Yeast infections occur when an overgrowth of Candida yeast in the vagina triggers uncomfortable symptoms that affect the vagina and the vulva. Vaginal yeast infections are very common. Nearly 75% of all women have experienced at least one in their lives.
At Dignity Health, our team of gynecologists can answer your questions regarding yeast infections, as well as provide a diagnosis and personalized care. Find a Doctor or location near you today.
Yeast infection symptoms can range in severity. Most women have mild or moderate symptoms that include:
- Genital itching and irritation
- A burning sensation, especially when urinating or having intercourse
- Swollen, red outer genitalia (vulva)
- A rash in the vagina
- Pain and soreness of the vagina
- Vaginal discharge that appears watery
- Thick, whitish vaginal discharge that has no odor but looks similar to cottage cheese
Some women experience more severe symptoms that can lead to the development of sores and cracked and torn skin.
The vagina naturally contains yeast in a balanced mixture. When something happens to disrupt that balance (causing an overgrowth of Candida) or cause the yeast to move further into the layers of the vaginal wall, a yeast infection can occur.
The majority of yeast infections are caused by the Candida albicans fungus. However, other types of Candida fungi can also cause a yeast infection. In these cases, a more aggressive treatment might be needed.
Many things can trigger the yeast overgrowth that causes a yeast infection. These risk factors include:
- A weakened immune system from conditions, such as HIV, and medical treatments, including chemotherapy
- Uncontrolled diabetes
- Antibiotic use, which can fight a bacterial infection, but can kill the "good" bacteria that help keep yeast in check
- Corticosteroids, which can depress the immune system and make you more likely to develop infections, including a yeast infection
- Hormone supplement or contraceptive pill use, which creates a high-estrogen environment where yeast thrives
- Natural hormonal swings (such as those that occur during puberty, pregnancy, and perimenopause)

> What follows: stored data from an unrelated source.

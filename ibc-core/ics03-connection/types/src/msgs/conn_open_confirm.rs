use ibc_core_client_types::Height;
use ibc_core_commitment_types::commitment::CommitmentProofBytes;
use ibc_core_host_types::identifiers::ConnectionId;
use ibc_primitives::prelude::*;
use ibc_primitives::Signer;
use ibc_proto::ibc::core::connection::v1::MsgConnectionOpenConfirm as RawMsgConnectionOpenConfirm;
use ibc_proto::Protobuf;

use crate::error::ConnectionError;

pub const CONN_OPEN_CONFIRM_TYPE_URL: &str = "/ibc.core.connection.v1.MsgConnectionOpenConfirm";

/// Per our convention, this message is sent to chain B.
/// The handler will check proofs of chain A.
#[derive(Clone, Debug, PartialEq, Eq)]
pub struct MsgConnectionOpenConfirm {
    /// ConnectionId that chain B has chosen for its ConnectionEnd
    pub conn_id_on_b: ConnectionId,
    /// proof of ConnectionEnd stored on Chain A during ConnOpenAck
    pub proof_conn_end_on_a: CommitmentProofBytes,
    /// Height at which the proof in this message was taken
    pub proof_height_on_a: Height,
    pub signer: Signer,
}

impl Protobuf<RawMsgConnectionOpenConfirm> for MsgConnectionOpenConfirm {}

impl TryFrom<RawMsgConnectionOpenConfirm> for MsgConnectionOpenConfirm {
    type Error = ConnectionError;

    fn try_from(msg: RawMsgConnectionOpenConfirm) -> Result<Self, Self::Error> {
        Ok(Self {
            conn_id_on_b: msg.connection_id.parse()?,
            proof_conn_end_on_a: msg
                .proof_ack
                .try_into()
                .map_err(ConnectionError::InvalidProof)?,
            proof_height_on_a: msg
                .proof_height
                .and_then(|raw_height| raw_height.try_into().ok())
                .ok_or(ConnectionError::MissingProofHeight)?,
            signer: msg.signer.into(),
        })
    }
}

impl From<MsgConnectionOpenConfirm> for RawMsgConnectionOpenConfirm {
    fn from(msg: MsgConnectionOpenConfirm) -> Self {
        RawMsgConnectionOpenConfirm {
            connection_id: msg.conn_id_on_b.as_str().to_string(),
            proof_ack: msg.proof_conn_end_on_a.into(),
            proof_height: Some(msg.proof_height_on_a.into()),
            signer: msg.signer.to_string(),
        }
    }
}
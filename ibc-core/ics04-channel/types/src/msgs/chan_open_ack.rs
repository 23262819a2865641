use ibc_core_client_types::Height;
use ibc_core_commitment_types::commitment::CommitmentProofBytes;
use ibc_core_host_types::identifiers::{ChannelId, PortId};
use ibc_primitives::prelude::*;
use ibc_primitives::Signer;
use ibc_proto::ibc::core::channel::v1::MsgChannelOpenAck as RawMsgChannelOpenAck;
use ibc_proto::Protobuf;

use crate::error::ChannelError;
use crate::Version;

pub const CHAN_OPEN_ACK_TYPE_URL: &str = "/ibc.core.channel.v1.MsgChannelOpenAck";

/// Third step of the channel handshake, sent to chain A with a proof of
/// chain B's channel end in TRYOPEN.
#[derive(Clone, Debug, PartialEq, Eq)]
pub struct MsgChannelOpenAck {
    pub port_id_on_a: PortId,
    pub chan_id_on_a: ChannelId,
    pub chan_id_on_b: ChannelId,
    pub version_on_b: Version,
    pub proof_chan_end_on_b: CommitmentProofBytes,
    pub proof_height_on_b: Height,
    pub signer: Signer,
}

impl Protobuf<RawMsgChannelOpenAck> for MsgChannelOpenAck {}

impl TryFrom<RawMsgChannelOpenAck> for MsgChannelOpenAck {
    type Error = ChannelError;

    fn try_from(raw_msg: RawMsgChannelOpenAck) -> Result<Self, Self::Error> {
        Ok(MsgChannelOpenAck {
            port_id_on_a: raw_msg.port_id.parse()?,
            chan_id_on_a: raw_msg.channel_id.parse()?,
            chan_id_on_b: raw_msg.counterparty_channel_id.parse()?,
            version_on_b: raw_msg.counterparty_version.into(),
            proof_chan_end_on_b: raw_msg
                .proof_try
                .try_into()
                .map_err(ChannelError::InvalidProof)?,
            proof_height_on_b: raw_msg
                .proof_height
                .and_then(|raw_height| raw_height.try_into().ok())
                .ok_or(ChannelError::MissingProofHeight)?,
            signer: raw_msg.signer.into(),
        })
    }
}

impl From<MsgChannelOpenAck> for RawMsgChannelOpenAck {
    fn from(domain_msg: MsgChannelOpenAck) -> Self {
        RawMsgChannelOpenAck {
            port_id: domain_msg.port_id_on_a.to_string(),
            channel_id: domain_msg.chan_id_on_a.to_string(),
            counterparty_channel_id: domain_msg.chan_id_on_b.to_string(),
            counterparty_version: domain_msg.version_on_b.to_string(),
            proof_try: domain_msg.proof_chan_end_on_b.into(),
            proof_height: Some(domain_msg.proof_height_on_b.into()),
            signer: domain_msg.signer.to_string(),
        }
    }
}
//! Wire types of the IBFT2 light client.
//!
//! Heights reuse the ICS-02 `Height` message; timestamps are unix
//! nanoseconds.

pub mod v1 {
    use ibc_primitives::prelude::*;
    use ibc_proto::ibc::core::client::v1::Height;

    const PACKAGE: &str = "ibc.lightclients.ibft2.v1";

    #[derive(Clone, PartialEq, ::prost::Message)]
    pub struct ClientState {
        #[prost(string, tag = "1")]
        pub chain_id: String,
        #[prost(bytes = "vec", tag = "2")]
        pub ibc_store_address: Vec<u8>,
        #[prost(message, optional, tag = "3")]
        pub latest_height: Option<Height>,
        #[prost(bool, tag = "4")]
        pub frozen: bool,
    }

    impl ::prost::Name for ClientState {
        const NAME: &'static str = "ClientState";
        const PACKAGE: &'static str = PACKAGE;
    }

    #[derive(Clone, PartialEq, ::prost::Message)]
    pub struct ConsensusState {
        #[prost(uint64, tag = "1")]
        pub timestamp: u64,
        #[prost(bytes = "vec", tag = "2")]
        pub root: Vec<u8>,
        #[prost(bytes = "vec", repeated, tag = "3")]
        pub validators: Vec<Vec<u8>>,
    }

    impl ::prost::Name for ConsensusState {
        const NAME: &'static str = "ConsensusState";
        const PACKAGE: &'static str = PACKAGE;
    }

    #[derive(Clone, PartialEq, ::prost::Message)]
    pub struct Header {
        #[prost(message, optional, tag = "1")]
        pub height: Option<Height>,
        #[prost(uint64, tag = "2")]
        pub timestamp: u64,
        #[prost(bytes = "vec", tag = "3")]
        pub root: Vec<u8>,
        #[prost(bytes = "vec", repeated, tag = "4")]
        pub validators: Vec<Vec<u8>>,
        #[prost(bytes = "vec", repeated, tag = "5")]
        pub seals: Vec<Vec<u8>>,
        #[prost(message, optional, tag = "6")]
        pub trusted_height: Option<Height>,
    }

    impl ::prost::Name for Header {
        const NAME: &'static str = "Header";
        const PACKAGE: &'static str = PACKAGE;
    }
}
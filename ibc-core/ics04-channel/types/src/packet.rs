//! Defines the packet type
use core::fmt::{Debug, Display, Error as FmtError, Formatter};

use ibc_core_client_types::Height;
use ibc_core_host_types::identifiers::{ChannelId, PortId, Sequence};
use ibc_primitives::prelude::*;
use ibc_primitives::Timestamp;
use ibc_proto::ibc::core::channel::v1::Packet as RawPacket;
use ibc_proto::Protobuf;

use crate::error::PacketError;
use crate::timeout::{TimeoutHeight, TimeoutTimestamp};

/// Marker stored for every packet received over an unordered channel.
#[cfg_attr(feature = "serde", derive(serde::Serialize, serde::Deserialize))]
#[derive(Clone, Copy, Debug, PartialEq, Eq)]
pub enum Receipt {
    Ok,
}

impl Receipt {
    /// The byte stored under a receipt path.
    pub const OK_BYTE: u8 = 1;

    pub fn as_bytes(&self) -> Vec<u8> {
        vec![Self::OK_BYTE]
    }
}

/// The packet type; this is what applications send to one another.
///
/// Each application defines the structure of the `data` field. Only the
/// commitment of a packet is stored, never the packet itself.
#[cfg_attr(feature = "serde", derive(serde::Serialize, serde::Deserialize))]
#[derive(Clone, Hash, PartialEq, Eq)]
pub struct Packet {
    pub seq_on_a: Sequence,
    pub port_id_on_a: PortId,
    pub chan_id_on_a: ChannelId,
    pub port_id_on_b: PortId,
    pub chan_id_on_b: ChannelId,
    pub data: Vec<u8>,
    pub timeout_height_on_b: TimeoutHeight,
    pub timeout_timestamp_on_b: TimeoutTimestamp,
}

impl Debug for Packet {
    fn fmt(&self, formatter: &mut Formatter<'_>) -> Result<(), FmtError> {
        formatter
            .debug_struct("Packet")
            .field("sequence", &self.seq_on_a)
            .field("source_port", &self.port_id_on_a)
            .field("source_channel", &self.chan_id_on_a)
            .field("destination_port", &self.port_id_on_b)
            .field("destination_channel", &self.chan_id_on_b)
            .field("data_len", &self.data.len())
            .field("timeout_height", &self.timeout_height_on_b)
            .field("timeout_timestamp", &self.timeout_timestamp_on_b)
            .finish()
    }
}

/// Omits the packet data
impl Display for Packet {
    fn fmt(&self, f: &mut Formatter<'_>) -> Result<(), FmtError> {
        write!(
            f,
            "seq:{}, path:{}/{}->{}/{}, toh:{}, tos:{}",
            self.seq_on_a,
            self.port_id_on_a,
            self.chan_id_on_a,
            self.port_id_on_b,
            self.chan_id_on_b,
            self.timeout_height_on_b,
            self.timeout_timestamp_on_b
        )
    }
}

impl Packet {
    /// Checks whether the packet has timed out relative to the given state of
    /// the destination chain. A timed-out packet can no longer be received;
    /// it must be timed out on the source instead.
    pub fn timed_out(&self, dst_chain_ts: &Timestamp, dst_chain_height: Height) -> bool {
        self.timeout_height_on_b.has_expired(dst_chain_height)
            || self.timeout_timestamp_on_b.has_expired(dst_chain_ts)
    }
}

impl Protobuf<RawPacket> for Packet {}

impl TryFrom<RawPacket> for Packet {
    type Error = PacketError;

    fn try_from(raw_pkt: RawPacket) -> Result<Self, Self::Error> {
        if Sequence::from(raw_pkt.sequence).is_zero() {
            return Err(PacketError::ZeroPacketSequence);
        }

        if raw_pkt.data.is_empty() {
            return Err(PacketError::ZeroPacketData);
        }

        let timeout_height_on_b: TimeoutHeight = raw_pkt.timeout_height.try_into()?;
        let timeout_timestamp_on_b = TimeoutTimestamp::from_nanoseconds(raw_pkt.timeout_timestamp);

        if !timeout_height_on_b.is_set() && !timeout_timestamp_on_b.is_set() {
            return Err(PacketError::MissingTimeout);
        }

        Ok(Packet {
            seq_on_a: Sequence::from(raw_pkt.sequence),
            port_id_on_a: raw_pkt.source_port.parse()?,
            chan_id_on_a: raw_pkt.source_channel.parse()?,
            port_id_on_b: raw_pkt.destination_port.parse()?,
            chan_id_on_b: raw_pkt.destination_channel.parse()?,
            data: raw_pkt.data,
            timeout_height_on_b,
            timeout_timestamp_on_b,
        })
    }
}

impl From<Packet> for RawPacket {
    fn from(packet: Packet) -> Self {
        RawPacket {
            sequence: packet.seq_on_a.value(),
            source_port: packet.port_id_on_a.to_string(),
            source_channel: packet.chan_id_on_a.to_string(),
            destination_port: packet.port_id_on_b.to_string(),
            destination_channel: packet.chan_id_on_b.to_string(),
            data: packet.data,
            timeout_height: packet.timeout_height_on_b.into(),
            timeout_timestamp: packet.timeout_timestamp_on_b.nanoseconds(),
        }
    }
}

#[cfg(test)]
mod tests {
    use ibc_core_client_types::proto::v1::Height as RawHeight;
    use rstest::rstest;

    use super::*;

    fn raw_packet() -> RawPacket {
        RawPacket {
            sequence: 1,
            source_port: "transfer".to_string(),
            source_channel: "channel-0".to_string(),
            destination_port: "transfer".to_string(),
            destination_channel: "channel-1".to_string(),
            data: b"{\"amount\":100}".to_vec(),
            timeout_height: Some(RawHeight {
                revision_number: 0,
                revision_height: 100,
            }),
            timeout_timestamp: 0,
        }
    }

    #[test]
    fn packet_from_raw() {
        let packet = Packet::try_from(raw_packet()).unwrap();
        assert_eq!(packet.seq_on_a, Sequence::from(1));
        assert_eq!(packet.chan_id_on_b, ChannelId::new(1));
        assert!(!packet.timeout_timestamp_on_b.is_set());
    }

    #[rstest]
    #[case::zero_sequence(RawPacket { sequence: 0, ..raw_packet() })]
    #[case::empty_data(RawPacket { data: vec![], ..raw_packet() })]
    #[case::no_timeout(RawPacket { timeout_height: None, timeout_timestamp: 0, ..raw_packet() })]
    #[case::bad_port(RawPacket { source_port: "/".to_string(), ..raw_packet() })]
    fn invalid_packet(#[case] raw: RawPacket) {
        assert!(Packet::try_from(raw).is_err());
    }

    #[test]
    fn packet_timed_out_by_height_or_time() {
        let mut packet = Packet::try_from(raw_packet()).unwrap();
        let now = Timestamp::from_nanoseconds(5_000);

        assert!(!packet.timed_out(&now, Height::new(0, 99).unwrap()));
        assert!(packet.timed_out(&now, Height::new(0, 100).unwrap()));

        packet.timeout_height_on_b = TimeoutHeight::Never;
        packet.timeout_timestamp_on_b = TimeoutTimestamp::from_nanoseconds(5_000);
        assert!(packet.timed_out(&now, Height::new(0, 1).unwrap()));
        assert!(!packet.timed_out(
            &Timestamp::from_nanoseconds(4_999),
            Height::new(0, 1).unwrap()
        ));
    }
}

- Wearing non-breathable underwear (synthetic material instead of cotton)
- Using scented feminine products
- Using hot tubs and taking extremely hot baths
- Wearing wet clothing for a prolonged period of time
- Having sex with someone who has a yeast infection, having oral sex, or having sex for the first time (keep in mind that a yeast infection is not considered to be an STI, but can still be spread from one person to another)
Since the triggers for a yeast infection are well known, there are preventive measures that can be taken to avoid an infection, including:
- Wearing cotton underwear
- Avoiding tight-fitting pants and undergarments
- Changing out of wet clothing as soon as possible
- Avoiding douching
- Avoiding scented feminine products
- Managing your diabetes
- Avoiding or reducing antibiotic or corticosteroid use whenever possible
- Not having sex with someone who has a yeast infection
The information contained in this article is meant for educational purposes only and should not replace advice from your healthcare provider.